Steve was allowed access to an archive held by DC Thomson and became the first person to view the images for decades. These were the images that didn’t make the newspapers and therefore become accessible via the British Newspaper Archives. These are literally images that have not seen the light of day for up to 60 years.

A picture tells a thousand words and some of the images tell incredible stories of the fashions and styles of that era through a golfing context.

I have read this book with a simple pleasure.

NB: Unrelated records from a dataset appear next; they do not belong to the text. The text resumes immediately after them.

use std::env;
use std::process::Command;
use time::OffsetDateTime;

// Stamps the binary with its build date and git revision for `--version`.
fn main() {
    println!("cargo:rerun-if-env-changed=SOURCE_DATE_EPOCH");
    println!("cargo:rerun-if-changed=.git/HEAD");

    let built = env::var("SOURCE_DATE_EPOCH")
        .ok()
        .and_then(|raw| raw.parse::<i64>().ok())
        .and_then(|epoch| OffsetDateTime::from_unix_timestamp(epoch).ok())
        .unwrap_or_else(OffsetDateTime::now_utc)
        .date();
    println!(
        "cargo:rustc-env=APP_BUILD_DATE={:04}-{:02}-{:02}",
        built.year(),
        u8::from(built.month()),
        built.day()
    );

    let revision = Command::new("git")
        .args(["rev-parse", "--short", "HEAD"])
        .output()
        .ok()
        .filter(|output| output.status.success())
        .and_then(|output| String::from_utf8(output.stdout).ok())
        .map(|s| s.trim().to_string())
        .filter(|s| !s.is_empty())
        .unwrap_or_else(|| "unknown".to_string());
    println!("cargo:rustc-env=APP_GIT_REV={revision}");
}
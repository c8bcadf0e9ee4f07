//! LSD radix sort over 8-bit digits for every `RadixKey` type.
//!
//! Each pass histograms one byte and checks sortedness in the same sweep, so
//! data that is already ordered stops after a single read. The caller's slice
//! and the scratch buffer trade roles every pass; when the last pass leaves
//! the result in scratch it is copied back once at the end.

use crate::error::{SortError, SortResult};
use crate::radix_key::{quarantine_nans, RadixKey};
use log::trace;

const RADIX: usize = 256;

/// Sorts `x` ascending.
///
/// Slices shorter than the kind's threshold use a comparison sort; larger
/// ones allocate a scratch buffer of `x.len()` and radix sort.
pub fn sort_in_place<T: RadixKey>(x: &mut [T]) {
    if x.len() < T::MIN_SIZE {
        T::fallback_sort(x);
        return;
    }

    let mut scratch = vec![T::default(); x.len()];
    radix_passes(x, &mut scratch);
}

/// Sorts `x` ascending using `scratch` as the second ping-pong buffer.
///
/// Always takes the radix path, even for tiny slices.
///
/// # Panics
///
/// Panics if `scratch` is shorter than `x`. The check happens before `x`
/// is touched.
pub fn sort_with_scratch<T: RadixKey>(x: &mut [T], scratch: &mut [T]) {
    if scratch.len() < x.len() {
        panic!(
            "scratch buffer too small: need {} elements, have {}",
            x.len(),
            scratch.len()
        );
    }
    radix_passes(x, scratch);
}

/// Checked variant of [`sort_with_scratch`].
pub fn try_sort_with_scratch<T: RadixKey>(x: &mut [T], scratch: &mut [T]) -> SortResult<()> {
    if scratch.len() < x.len() {
        return Err(SortError::scratch_too_small(x.len(), scratch.len()));
    }
    radix_passes(x, scratch);
    Ok(())
}

/// Returns a sorted copy of `x`, leaving `x` untouched.
pub fn sort_to_copy<T: RadixKey>(x: &[T]) -> Vec<T> {
    let mut copy = x.to_vec();
    sort_in_place(&mut copy);
    copy
}

/// Runs the digit passes and returns how many scatter passes were needed.
///
/// Caller guarantees `scratch.len() >= x.len()`. The sorted result always
/// ends up in `x`.
pub(crate) fn radix_passes<T: RadixKey>(x: &mut [T], scratch: &mut [T]) -> usize {
    debug_assert!(scratch.len() >= x.len());
    if x.len() < 2 {
        return 0;
    }

    // NaNs go up front and take no part in the digit passes
    let nans = quarantine_nans(x);
    let n = x.len() - nans;

    let mut active: &mut [T] = &mut x[nans..];
    let mut spare: &mut [T] = &mut scratch[..n];
    // true while `active` is the scratch buffer rather than the caller's slice
    let mut in_scratch = false;

    let passes = T::passes();
    let mut offsets = [0usize; RADIX];

    for pass in 0..passes {
        let mut counts = [0usize; RADIX];
        let mut sorted = true;
        let mut prev = T::LOWEST;

        for &elem in active.iter() {
            counts[elem.digit(pass)] += 1;
            if sorted {
                sorted = prev.in_order(elem);
                prev = elem;
            }
        }

        if sorted {
            if in_scratch {
                spare.copy_from_slice(active);
            }
            trace!("radix sort of {} keys finished early after {} passes", n, pass);
            return pass;
        }

        bucket_offsets(&counts, &mut offsets, T::SIGNED && pass == passes - 1);

        // Stable scatter into the spare buffer
        for &elem in active.iter() {
            let digit = elem.digit(pass);
            spare[offsets[digit]] = elem;
            offsets[digit] += 1;
        }

        std::mem::swap(&mut active, &mut spare);
        in_scratch = !in_scratch;
    }

    if in_scratch {
        spare.copy_from_slice(active);
    }
    passes
}

/// Turns a digit histogram into bucket start offsets.
///
/// With `split_sign` the buckets for bytes `128..=255` (negative values in
/// the top byte of a two's-complement key) come first.
fn bucket_offsets(counts: &[usize; RADIX], offsets: &mut [usize; RADIX], split_sign: bool) {
    const HALF: usize = RADIX / 2;

    if split_sign {
        let negatives: usize = counts[HALF..].iter().sum();
        offsets[HALF] = 0;
        offsets[0] = negatives;
        for i in 1..HALF {
            offsets[i] = offsets[i - 1] + counts[i - 1];
            offsets[i + HALF] = offsets[i + HALF - 1] + counts[i + HALF - 1];
        }
    } else {
        offsets[0] = 0;
        for i in 1..RADIX {
            offsets[i] = offsets[i - 1] + counts[i - 1];
        }
    }
}

#[cfg(test)]
mod tests {
    use super::*;

    #[test]
    fn test_radix_sort_simple_integers() {
        let mut data = vec![456u32, 123, 1, 789];
        let mut scratch = vec![0u32; 4];
        sort_with_scratch(&mut data, &mut scratch);
        assert_eq!(data, vec![1, 123, 456, 789]);
    }

    #[test]
    fn test_negative_numbers() {
        let mut data = vec![-5i32, 3, -1, 0, i32::MAX, i32::MIN];
        let mut scratch = vec![0i32; data.len()];
        sort_with_scratch(&mut data, &mut scratch);
        assert_eq!(data, vec![i32::MIN, -5, -1, 0, 3, i32::MAX]);
    }

    #[test]
    fn test_float_nans_first() {
        let mut data = vec![f64::NAN, -0.0, 3.5, f64::NAN, -2.0];
        let mut scratch = vec![0.0f64; data.len()];
        sort_with_scratch(&mut data, &mut scratch);
        assert!(data[0].is_nan() && data[1].is_nan());
        assert_eq!(data[2], -2.0);
        assert!(data[3] == 0.0 && data[3].is_sign_negative());
        assert_eq!(data[4], 3.5);
    }

    #[test]
    fn test_sorted_check_uses_key_order() {
        // Equal under `==` but not in key order
        let mut data = vec![0.0f64, -0.0];
        let mut scratch = vec![0.0f64; 2];
        sort_with_scratch(&mut data, &mut scratch);
        assert!(data[0].is_sign_negative());
        assert!(data[1].is_sign_positive());
    }

    #[test]
    fn test_all_nan_is_noop() {
        let mut data = vec![f32::NAN; 5];
        let mut scratch = vec![0.0f32; 5];
        assert_eq!(radix_passes(&mut data, &mut scratch), 0);
        assert!(data.iter().all(|v| v.is_nan()));
    }

    #[test]
    fn test_empty_and_single() {
        let mut empty: Vec<u64> = Vec::new();
        let mut none: Vec<u64> = Vec::new();
        sort_with_scratch(&mut empty, &mut none);
        assert!(empty.is_empty());

        let mut one = vec![42i64];
        let mut scratch = vec![0i64; 1];
        sort_with_scratch(&mut one, &mut scratch);
        assert_eq!(one, vec![42]);
    }

    #[test]
    fn test_sorted_input_short_circuits_on_first_pass() {
        let mut data: Vec<u64> = (0..10_000).collect();
        let expected = data.clone();
        let mut scratch = vec![0u64; data.len()];
        assert_eq!(radix_passes(&mut data, &mut scratch), 0);
        assert_eq!(data, expected);
    }

    #[test]
    fn test_odd_pass_short_circuit_copies_back() {
        // Sorted after the low byte pass, detected at the start of pass 1
        // while the data sits in scratch.
        let mut data: Vec<u32> = vec![2, 1, 3, 0];
        let mut scratch = vec![0u32; 4];
        assert_eq!(radix_passes(&mut data, &mut scratch), 1);
        assert_eq!(data, vec![0, 1, 2, 3]);
    }

    #[test]
    fn test_scratch_may_be_longer() {
        let mut data = vec![9u64, 7, 8];
        let mut scratch = vec![0u64; 64];
        sort_with_scratch(&mut data, &mut scratch);
        assert_eq!(data, vec![7, 8, 9]);
    }

    #[test]
    #[should_panic(expected = "scratch buffer too small")]
    fn test_undersized_scratch_panics() {
        let mut data = vec![3u32, 2, 1];
        let mut scratch = vec![0u32; 2];
        sort_with_scratch(&mut data, &mut scratch);
    }

    #[test]
    fn test_try_undersized_scratch_leaves_input() {
        let mut data = vec![3i64, -2, 1];
        let mut scratch = vec![0i64; 1];
        let err = try_sort_with_scratch(&mut data, &mut scratch).unwrap_err();
        assert!(matches!(
            err,
            SortError::ScratchTooSmall {
                needed: 3,
                available: 1
            }
        ));
        assert_eq!(data, vec![3, -2, 1]);
    }

    #[test]
    fn test_sort_to_copy_leaves_input() {
        let input = vec![5u32, 1, 4];
        let sorted = sort_to_copy(&input);
        assert_eq!(sorted, vec![1, 4, 5]);
        assert_eq!(input, vec![5, 1, 4]);
    }

    #[test]
    fn test_large_signed_input_takes_radix_path() {
        let mut data: Vec<i64> = (0..1000).map(|i| (i * 7919 % 1000) - 500).collect();
        let mut expected = data.clone();
        expected.sort_unstable();
        sort_in_place(&mut data);
        assert_eq!(data, expected);
    }

    #[test]
    fn test_signed_split_offsets() {
        let mut counts = [0usize; RADIX];
        counts[0x00] = 2;
        counts[0x7F] = 1;
        counts[0x80] = 3;
        counts[0xFF] = 4;
        let mut offsets = [0usize; RADIX];
        bucket_offsets(&counts, &mut offsets, true);
        assert_eq!(offsets[0x80], 0);
        assert_eq!(offsets[0xFF], 3);
        assert_eq!(offsets[0x00], 7);
        assert_eq!(offsets[0x7F], 9);
    }
}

Having had a wonderful week recently at the 150th Open Championship, I was particularly interested in the chapter detailing images from past events at the home of golf.

Golf in Scotland

Some of the photographs are pre-1950s era including many pictures of Bobby Jones and his impact on world golf. Many images developed from the gelatin dry plate negatives of that time.

This is a book that chronicles the history of Scottish and global golf through pictures. It features St Andrews as a golfing star in her own right, a golf town with its own unique history.

I loved the feature on heroines of the women’s game with some extraordinary images of the day capturing a moment in time for posterity.

I am fascinated by Babe Zaharias. Some of the images of her in a golfing context are simply wonderful. Born Mildred Didrikson in Texas in 1911, she was a sporting enigma. An All-American basketball star who excelled at baseball, roller skating, tennis, ice hockey, diving, boxing and ten pin bowling. She also made all her own clothes and found time to record hit musical records for Mercury Music. During the US Amateur Athletics Union Olympic try outs in 1932 she competed in eight events. Winning six in three hours. She set three new world records that day in javelin, baseball throw and high jump. How is that for sporting talent?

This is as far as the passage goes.